2025 TotalEnergies 6 Hours of Spa-Francorchamps
- Date: 10 May 2025
- Location: Stavelot
- Venue: Circuit de Spa-Francorchamps
- Duration: 6 hours

Results
- Laps completed: 150
- Distance (km): 1050.478
- Distance (miles): 652.737

Pole position
- Time: 1:59.617
- Team: Ferrari AF Corse
- Drivers: Antonio Fuoco

Winners
- Team: Ferrari AF Corse
- Drivers: James Calado Antonio Giovinazzi Alessandro Pier Guidi

Winners
- Team: Vista AF Corse
- Drivers: François Heriau Simon Mann Alessio Rovera

= 2025 6 Hours of Spa-Francorchamps =

Sports car endurance race

The 2025 6 Hours of Spa-Francorchamps (formally known as the 2025 TotalEnergies 6 Hours of Spa-Francorchamps) was an endurance sportscar racing event, held between 8 and 10 May 2025 at Circuit de Spa-Francorchamps in Stavelot, Belgium. It was the third of eight rounds of the 2025 FIA World Endurance Championship, the 59th running of the event, and the 14th running of the event as part of the World Endurance Championship.

== Entry list ==

The provisional entry list was published on 25 April 2025 and consists of 36 entries across 2 categories – 18 in both Hypercar and LMGT3. In the Hypercar category, Nico Müller and Pascal Wehrlein joined the No. 5 and No. 6 Porsches, respectively, to prepare for their participation in the 24 Hours of Le Mans. Furthermore, Dries Vanthoor and Sheldon van der Linde were absent from the No. 15 and No. 20 BMWs, respectively, due to driving duties at IMSA's Laguna Seca round. In the LMGT3 category, Brenton Grove and Stephen Grove replaced Matteo Cressoni and Claudio Schiavoni in the No. 60 Iron Lynx Mercedes, with Schiavoni suffering from an injury. Martin Berry is set to replace Christian Ried behind the wheel of the No. 61 Mercedes, with Ried stepping away from driving duties. Finally, Yuichi Nakayama replaced Ben Barnicoat in the No. 78 Akkodis ASP Team Lexus, with Barnicoat still suffering from a hand injury.

== Schedule ==

| Date | Time (local: CEST) | Event |
| Thursday, 8 May | 11:30 | Free Practice 1 |
| 16:30 | Free Practice 2 |
| Friday, 9 May | 11:00 | Free Practice 3 |
| 14:40 | Qualifying – LMGT3 |
| 15:03 | Hyperpole – LMGT3 |
| 15:25 | Qualifying – Hypercar |
| 15:48 | Hyperpole – Hypercar |
| Saturday, 10 May | 14:00 | Race |
Source:

== Practice ==
Three practice sessions are scheduled to be held before the event: two on Thursday and one on Friday. The session on Thursday morning ran for 90 minutes, the session on Thursday afternoon was scheduled to run for 90 minutes but was extended to 2 hours due to multiple crashes, and the session on Friday is scheduled to be run for 60 minutes.

=== Practice 1 ===
The first practice session started at 11:30 CEST on Thursday. Antonio Fuoco topped the session in the No. 50 Ferrari AF Corse entry, with a lap time of 2:02.835. He was 0.222 seconds quicker than second-placed Robert Kubica in the No. 83 Ferrari. Mick Schumacher was third-quickest in the No. 36 Alpine Endurance Team entry, 0.259 seconds behind Fuoco. Finn Gehrsitz topped the LMGT3 class in the No. 78 Akkodis ASP Team entry, with a lap time of 2:18.432. He was 0.096 seconds quicker than Alessio Rovera in the No. 21 Vista AF Corse entry in second, with José María López in the No. 87 Lexus rounding out the top three.

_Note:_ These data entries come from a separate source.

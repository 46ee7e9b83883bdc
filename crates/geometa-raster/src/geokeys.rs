//! GeoKeyDirectory decoding
//!
//! The directory is a flat `u16` array: a four-entry header followed by one
//! four-entry record per key (id, tag location, count, value or offset).

use geometa_core::models::{CellGeometry, CrsKind, SpatialReference};
use std::collections::BTreeMap;

pub const GT_MODEL_TYPE: u16 = 1024;
pub const GT_RASTER_TYPE: u16 = 1025;
pub const GT_CITATION: u16 = 1026;
pub const GEOGRAPHIC_TYPE: u16 = 2048;
pub const GEOG_CITATION: u16 = 2049;
pub const PROJECTED_CS_TYPE: u16 = 3072;
pub const PCS_CITATION: u16 = 3073;

const GEO_DOUBLE_PARAMS_TAG: u16 = 34736;
const GEO_ASCII_PARAMS_TAG: u16 = 34737;

/// EPSG "user-defined" sentinel
const USER_DEFINED: u16 = 32767;

const MODEL_TYPE_PROJECTED: u16 = 1;
const MODEL_TYPE_GEOGRAPHIC: u16 = 2;
const RASTER_PIXEL_IS_POINT: u16 = 2;

#[derive(Debug, Clone, PartialEq)]
pub enum GeoKeyValue {
    Short(u16),
    Double(Vec<f64>),
    Ascii(String),
}

#[derive(Debug, Clone, Default, PartialEq)]
pub struct GeoKeys {
    keys: BTreeMap<u16, GeoKeyValue>,
}

impl GeoKeys {
    /// Decode the directory; malformed entries are skipped
    pub fn parse(directory: &[u16], doubles: &[f64], ascii: &str) -> Self {
        let mut keys = BTreeMap::new();
        if directory.len() < 4 {
            return Self { keys };
        }

        let count = directory[3] as usize;
        for entry in directory[4..].chunks_exact(4).take(count) {
            let (id, location, len, offset) =
                (entry[0], entry[1], entry[2] as usize, entry[3] as usize);

            let value = match location {
                0 => Some(GeoKeyValue::Short(entry[3])),
                GEO_DOUBLE_PARAMS_TAG => doubles
                    .get(offset..offset + len)
                    .map(|v| GeoKeyValue::Double(v.to_vec())),
                GEO_ASCII_PARAMS_TAG => ascii.get(offset..offset + len).map(|s| {
                    GeoKeyValue::Ascii(s.trim_end_matches(&['|', '\0'][..]).trim().to_string())
                }),
                _ => None,
            };

            match value {
                Some(value) => {
                    keys.insert(id, value);
                }
                None => tracing::debug!("Skipping GeoKey {} stored in tag {}", id, location),
            }
        }

        Self { keys }
    }

    pub fn short(&self, id: u16) -> Option<u16> {
        match self.keys.get(&id) {
            Some(GeoKeyValue::Short(v)) => Some(*v),
            _ => None,
        }
    }

    pub fn ascii(&self, id: u16) -> Option<&str> {
        match self.keys.get(&id) {
            Some(GeoKeyValue::Ascii(s)) if !s.is_empty() => Some(s.as_str()),
            _ => None,
        }
    }

    pub fn is_empty(&self) -> bool {
        self.keys.is_empty()
    }

    pub fn cell_geometry(&self) -> CellGeometry {
        match self.short(GT_RASTER_TYPE) {
            Some(RASTER_PIXEL_IS_POINT) => CellGeometry::Point,
            _ => CellGeometry::Area,
        }
    }

    pub fn spatial_reference(&self) -> SpatialReference {
        let registered = |code: Option<u16>| code.filter(|c| *c != 0 && *c != USER_DEFINED);

        let projected = registered(self.short(PROJECTED_CS_TYPE));
        let geographic = registered(self.short(GEOGRAPHIC_TYPE));

        let kind = match self.short(GT_MODEL_TYPE) {
            Some(MODEL_TYPE_PROJECTED) => CrsKind::Projected,
            Some(MODEL_TYPE_GEOGRAPHIC) => CrsKind::Geographic,
            _ if projected.is_some() => CrsKind::Projected,
            _ if geographic.is_some() => CrsKind::Geographic,
            _ => CrsKind::Unknown,
        };

        let epsg = match kind {
            CrsKind::Projected => projected,
            CrsKind::Geographic => geographic,
            CrsKind::Unknown => None,
        };

        let name = [PCS_CITATION, GT_CITATION, GEOG_CITATION]
            .into_iter()
            .find_map(|id| self.ascii(id))
            .map(str::to_string);

        SpatialReference { epsg: epsg.map(u32::from), name, kind }
    }
}

#[cfg(test)]
mod tests {
    use super::*;

    fn directory(entries: &[[u16; 4]]) -> Vec<u16> {
        let mut dir = vec![1, 1, 0, entries.len() as u16];
        for e in entries {
            dir.extend_from_slice(e);
        }
        dir
    }

    #[test]
    fn test_projected_utm() {
        let dir = directory(&[
            [GT_MODEL_TYPE, 0, 1, 1],
            [GT_RASTER_TYPE, 0, 1, 1],
            [GT_CITATION, GEO_ASCII_PARAMS_TAG, 22, 0],
            [PROJECTED_CS_TYPE, 0, 1, 25830],
        ]);
        let keys = GeoKeys::parse(&dir, &[], "ETRS89 / UTM zone 30N|");

        let srs = keys.spatial_reference();
        assert_eq!(srs.epsg, Some(25830));
        assert_eq!(srs.kind, CrsKind::Projected);
        assert_eq!(srs.name.as_deref(), Some("ETRS89 / UTM zone 30N"));
        assert_eq!(keys.cell_geometry(), CellGeometry::Area);
    }

    #[test]
    fn test_geographic_pixel_is_point() {
        let dir = directory(&[
            [GT_MODEL_TYPE, 0, 1, 2],
            [GT_RASTER_TYPE, 0, 1, 2],
            [GEOGRAPHIC_TYPE, 0, 1, 4258],
        ]);
        let keys = GeoKeys::parse(&dir, &[], "");

        let srs = keys.spatial_reference();
        assert_eq!(srs.epsg, Some(4258));
        assert_eq!(srs.kind, CrsKind::Geographic);
        assert_eq!(keys.cell_geometry(), CellGeometry::Point);
    }

    #[test]
    fn test_user_defined_has_no_code() {
        let dir = directory(&[[GT_MODEL_TYPE, 0, 1, 1], [PROJECTED_CS_TYPE, 0, 1, USER_DEFINED]]);
        let srs = GeoKeys::parse(&dir, &[], "").spatial_reference();

        assert_eq!(srs.epsg, None);
        assert_eq!(srs.kind, CrsKind::Projected);
    }

    #[test]
    fn test_truncated_directory() {
        assert!(GeoKeys::parse(&[1, 1], &[], "").is_empty());
        // Count claims more keys than present
        let keys = GeoKeys::parse(&[1, 1, 0, 5, GT_MODEL_TYPE, 0, 1, 1], &[], "");
        assert_eq!(keys.short(GT_MODEL_TYPE), Some(1));
    }

    #[test]
    fn test_out_of_range_offsets_are_skipped() {
        let dir = directory(&[[GT_CITATION, GEO_ASCII_PARAMS_TAG, 40, 10]]);
        let keys = GeoKeys::parse(&dir, &[], "short|");
        assert_eq!(keys.ascii(GT_CITATION), None);
    }
}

| Class | No. | Entrant | Driver | Time |
| Hypercar | 50 | ITA Ferrari AF Corse | ITA Antonio Fuoco | 2:02.835 |
| LMGT3 | 78 | FRA Akkodis ASP Team | DEU Finn Gehrsitz | 2:18.432 |
Source:

- Note: Only the fastest car in each class is shown.

=== Practice 2 ===
The second practice session started at 16:30 CEST on Thursday, with Kévin Estre topping the session in the No. 6 Porsche Penske Motorsport entry. He lapped the circuit in 2 minutes, 1.475 seconds. Fuoco was second-fastest in the No. 50 Ferrari, 0.091 seconds behind Estre. Robin Frijns rounded out the top three in the No. 20 BMW M Team WRT entry, 0.310 seconds slower. Zacharie Robichon topped the session in the LMGT3 category in the No. 27 Heart of Racing Team entry, with a fastest lap of 2:18.326. He was 0.052 seconds quicker than Clemens Schmid in the No. 87 Lexus, with Davide Rigon rounding out the top three in the No. 54 Ferrari, 0.555 seconds behind Robichon. The session saw three red flag stoppages. The first stoppage was after a crash from the No. 51 Ferrari at Eau Rouge. The second stoppage was after a crash from the No. 60 Iron Lynx Mercedes, again at Eau Rouge. This saw the session extended from 90 minutes to 2 hours. The third and final red flag stoppage was for the No. 007 Aston Martin, with Tom Gamble crashing at Pouhon.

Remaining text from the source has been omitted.